*** EXTRACTED INFORMATION Section Begins ***

use std::fmt;
use std::sync::LazyLock;

use regex::Regex;

static HOSTILE_CHARS: LazyLock<Regex> =
    LazyLock::new(|| Regex::new(r#"[\\/*?:"<>|]"#).expect("static regex is valid"));

/// One row's image fetch. Built by the row normalizer, consumed once by the
/// fetcher.
#[derive(Debug, Clone, PartialEq, Eq)]
pub struct FetchTask {
    pub row_index: u64,
    pub display_name: String,
    pub source_url: Option<String>,
}

impl FetchTask {
    pub fn sanitized_name(&self) -> SanitizedName {
        SanitizedName::new(&self.display_name)
    }
}

/// Display name with characters that are illegal in file names replaced by `_`.
#[derive(Debug, Clone, PartialEq, Eq, Hash, PartialOrd, Ord)]
pub struct SanitizedName(String);

impl SanitizedName {
    pub fn new(display_name: &str) -> Self {
        Self(HOSTILE_CHARS.replace_all(display_name, "_").into_owned())
    }

    pub fn as_str(&self) -> &str {
        &self.0
    }

    pub fn with_extension(&self, extension: &str) -> String {
        format!("{}.{}", self.0, extension.trim_start_matches('.'))
    }
}

impl fmt::Display for SanitizedName {
    fn fmt(&self, f: &mut fmt::Formatter<'_>) -> fmt::Result {
        write!(f, "{}", self.0)
    }
}

#[derive(Debug, Clone, PartialEq, Eq)]
pub enum FailureReason {
    Status(u16),
    Transport(String),
}

impl fmt::Display for FailureReason {
    fn fmt(&self, f: &mut fmt::Formatter<'_>) -> fmt::Result {
        match self {
            FailureReason::Status(code) => write!(f, "status: {code}"),
            FailureReason::Transport(message) => write!(f, "{message}"),
        }
    }
}

#[derive(Debug, Clone, PartialEq, Eq)]
pub enum FetchOutcome {
    Success {
        row_index: u64,
        sanitized_name: SanitizedName,
        bytes: Vec<u8>,
    },
    Failure {
        row_index: u64,
        sanitized_name: SanitizedName,
        source_url: String,
        reason: FailureReason,
    },
}

impl FetchOutcome {
    pub fn row_index(&self) -> u64 {
        match self {
            FetchOutcome::Success { row_index, .. } | FetchOutcome::Failure { row_index, .. } => {
                *row_index
            }
        }
    }

    pub fn is_success(&self) -> bool {
        matches!(self, FetchOutcome::Success { .. })
    }
}

/// A failed task as kept by the ledger. `display_name` is the name the failure
/// outcome carried, i.e. the sanitized one.
#[derive(Debug, Clone, PartialEq, Eq)]
pub struct FailureRecord {
    pub row_index: u64,
    pub display_name: String,
    pub source_url: String,
    pub reason: FailureReason,
}

#[derive(Debug, Clone, PartialEq, Eq)]
pub struct ArchiveEntry {
    pub name: String,
    pub bytes: Vec<u8>,
}
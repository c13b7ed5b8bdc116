//! Fixed-capacity frame buffer with headroom for prepending headers.
//!
//! ```text
//! |<-- headroom -->|<-- data (head..tail) -->|<-- tailroom -->|
//! 0              head                      tail          BUF_SIZE
//! ```
//!
//! The TX path starts with `head == tail == HEADROOM`, appends the payload
//! and then pushes UDP, IP and Ethernet headers in front of it. Nothing here
//! allocates, so a buffer can live on the stack of the panic path.

use crate::error::{Error, Result};

/// Ethernet (14) + IPv4 (20) + UDP (8), rounded up.
pub const HEADROOM: usize = 64;

/// Largest frame this crate ever builds or accepts from a driver.
pub const BUF_SIZE: usize = 4352;

#[derive(Clone)]
pub struct PacketBuf {
    buf: [u8; BUF_SIZE],
    head: usize,
    tail: usize,
}

impl PacketBuf {
    pub const fn new() -> Self {
        Self {
            buf: [0; BUF_SIZE],
            head: HEADROOM,
            tail: HEADROOM,
        }
    }

    /// Copies a received frame, with no headroom reserved.
    pub fn from_slice(data: &[u8]) -> Result<Self> {
        if data.len() > BUF_SIZE {
            return Err(Error::BufferFull);
        }
        let mut pkt = Self::new();
        pkt.head = 0;
        pkt.tail = data.len();
        pkt.buf[..data.len()].copy_from_slice(data);
        Ok(pkt)
    }

    pub fn len(&self) -> usize {
        self.tail - self.head
    }

    pub fn is_empty(&self) -> bool {
        self.head == self.tail
    }

    pub fn as_slice(&self) -> &[u8] {
        &self.buf[self.head..self.tail]
    }

    pub fn as_mut_slice(&mut self) -> &mut [u8] {
        &mut self.buf[self.head..self.tail]
    }

    pub fn append(&mut self, data: &[u8]) -> Result<()> {
        self.append_zeroed(data.len())?.copy_from_slice(data);
        Ok(())
    }

    pub fn append_zeroed(&mut self, len: usize) -> Result<&mut [u8]> {
        if BUF_SIZE - self.tail < len {
            return Err(Error::BufferFull);
        }
        let start = self.tail;
        self.tail += len;
        let region = &mut self.buf[start..self.tail];
        region.fill(0);
        Ok(region)
    }

    /// Extends the data region `len` bytes to the front and returns the new header area, zeroed.
    pub fn push_header(&mut self, len: usize) -> Result<&mut [u8]> {
        if self.head < len {
            return Err(Error::BufferFull);
        }
        self.head -= len;
        let region = &mut self.buf[self.head..self.head + len];
        region.fill(0);
        Ok(region)
    }

    /// Drops `len` bytes from the front of the data region.
    pub fn pull_header(&mut self, len: usize) -> Result<()> {
        if self.len() < len {
            return Err(Error::PacketTooShort);
        }
        self.head += len;
        Ok(())
    }
}

impl Default for PacketBuf {
    fn default() -> Self {
        Self::new()
    }
}

impl core::fmt::Debug for PacketBuf {
    fn fmt(&self, f: &mut core::fmt::Formatter<'_>) -> core::fmt::Result {
        f.debug_struct("PacketBuf")
            .field("head", &self.head)
            .field("tail", &self.tail)
            .finish()
    }
}
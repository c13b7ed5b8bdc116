//! The driver side of the dump path.
//!
//! A driver that can carry a dump implements [`NetDevice`]. The dump code never
//! waits on interrupts: it calls [`NetDevice::poll`] in a loop, and the driver
//! hands every received frame to the callback before returning. How the driver
//! reroutes its input path during the dump is its own business; it learns that
//! a dump is starting or ending through [`NetDevice::event`].

use crate::error::{Error, Result};
use crate::net::ethernet::MacAddr;

bitflags::bitflags! {
    #[derive(Debug, Clone, Copy, PartialEq, Eq)]
    pub struct NetDeviceFlags: u16 {
        const UP = 0x0001;
        const BROADCAST = 0x0002;
        const LOOPBACK = 0x0008;
        const RUNNING = 0x0040;
    }
}

bitflags::bitflags! {
    #[derive(Debug, Clone, Copy, PartialEq, Eq)]
    pub struct DeviceCaps: u32 {
            const NETDUMP = 1 << 0;
        /// Verifies IPv4/UDP checksums in hardware and reports it through [`RxFlags`].
        const RXCSUM = 1 << 1;
    }
}

bitflags::bitflags! {
    #[derive(Debug, Clone, Copy, PartialEq, Eq, Default)]
    pub struct RxFlags: u8 {
        const IP_CHECKED = 1 << 0;
        const IP_VALID = 1 << 1;
        const CSUM_DATA_VALID = 1 << 2;
    }
}

impl RxFlags {
    pub fn ip_csum_ok(self) -> bool {
        self.contains(RxFlags::IP_CHECKED | RxFlags::IP_VALID)
    }

    pub fn data_csum_ok(self) -> bool {
        self.contains(RxFlags::CSUM_DATA_VALID)
    }
}

#[derive(Debug, Clone, Copy, PartialEq, Eq)]
pub enum NetDeviceType {
    Loopback,
    Ethernet,
}

#[derive(Debug, Clone, Copy, PartialEq, Eq)]
pub enum DeviceEvent {
    /// Dump starting: take over the input path, quiesce interrupts.
    Start,
    End,
}

#[derive(Debug, Clone, Copy)]
pub struct RxFrame<'a> {
    pub data: &'a [u8],
    pub flags: RxFlags,
}

impl<'a> RxFrame<'a> {
    pub fn new(data: &'a [u8]) -> Self {
        Self {
            data,
            flags: RxFlags::empty(),
        }
    }
}

pub trait NetDevice {
    fn name(&self) -> &str;
    fn dev_type(&self) -> NetDeviceType;
    fn mtu(&self) -> usize;
    fn flags(&self) -> NetDeviceFlags;
    fn hw_addr(&self) -> MacAddr;
    fn caps(&self) -> DeviceCaps;

    /// Queues one Ethernet frame. Must not block; a full ring is `QueueFull`.
    fn transmit(&mut self, frame: &[u8]) -> Result<()>;

    /// Services the device once, passing each received frame (at most `budget`) to `rx`.
    /// Returns the number of frames delivered.
    fn poll(&mut self, budget: usize, rx: &mut dyn FnMut(RxFrame<'_>)) -> usize;

    fn event(&mut self, _event: DeviceEvent) {}

    fn delay_us(&mut self, us: u32);
}

pub const POLL_BUDGET: usize = 1000;

pub fn is_usable<D: NetDevice + ?Sized>(dev: &D) -> bool {
    dev.flags()
        .contains(NetDeviceFlags::UP | NetDeviceFlags::RUNNING)
}

/// Hands `frame` to the driver, failing fast if the link is not up.
pub fn transmit<D: NetDevice + ?Sized>(dev: &mut D, frame: &[u8]) -> Result<()> {
    if !is_usable(dev) {
        return Err(Error::NetworkDown);
    }
    crate::trace!(DRIVER, "[dev] {} tx {} bytes", dev.name(), frame.len());
    dev.transmit(frame)
}

pub fn poll<D: NetDevice + ?Sized>(dev: &mut D, rx: &mut dyn FnMut(RxFrame<'_>)) -> usize {
    let n = dev.poll(POLL_BUDGET, rx);
    if n > 0 {
        crate::trace!(DRIVER, "[dev] {} rx {} frames", dev.name(), n);
    }
    n
}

*** EXTRACTED INFORMATION Section Ends ***

[YOUR OBJECTIVE]: Quote, with nothing altered, all lines from the start of the entries to the line that carries "pub fn new(display_name: &str)", inclusive.

[SOLUTION TO THE EXERCISE]:
use std::fmt;
use std::sync::LazyLock;

use regex::Regex;

static HOSTILE_CHARS: LazyLock<Regex> =
    LazyLock::new(|| Regex::new(r#"[\\/*?:"<>|]"#).expect("static regex is valid"));

/// One row's image fetch. Built by the row normalizer, consumed once by the
/// fetcher.
#[derive(Debug, Clone, PartialEq, Eq)]
pub struct FetchTask {
    pub row_index: u64,
    pub display_name: String,
    pub source_url: Option<String>,
}

impl FetchTask {
    pub fn sanitized_name(&self) -> SanitizedName {
        SanitizedName::new(&self.display_name)
    }
}

/// Display name with characters that are illegal in file names replaced by `_`.
#[derive(Debug, Clone, PartialEq, Eq, Hash, PartialOrd, Ord)]
pub struct SanitizedName(String);

impl SanitizedName {
    pub fn new(display_name: &str) -> Self {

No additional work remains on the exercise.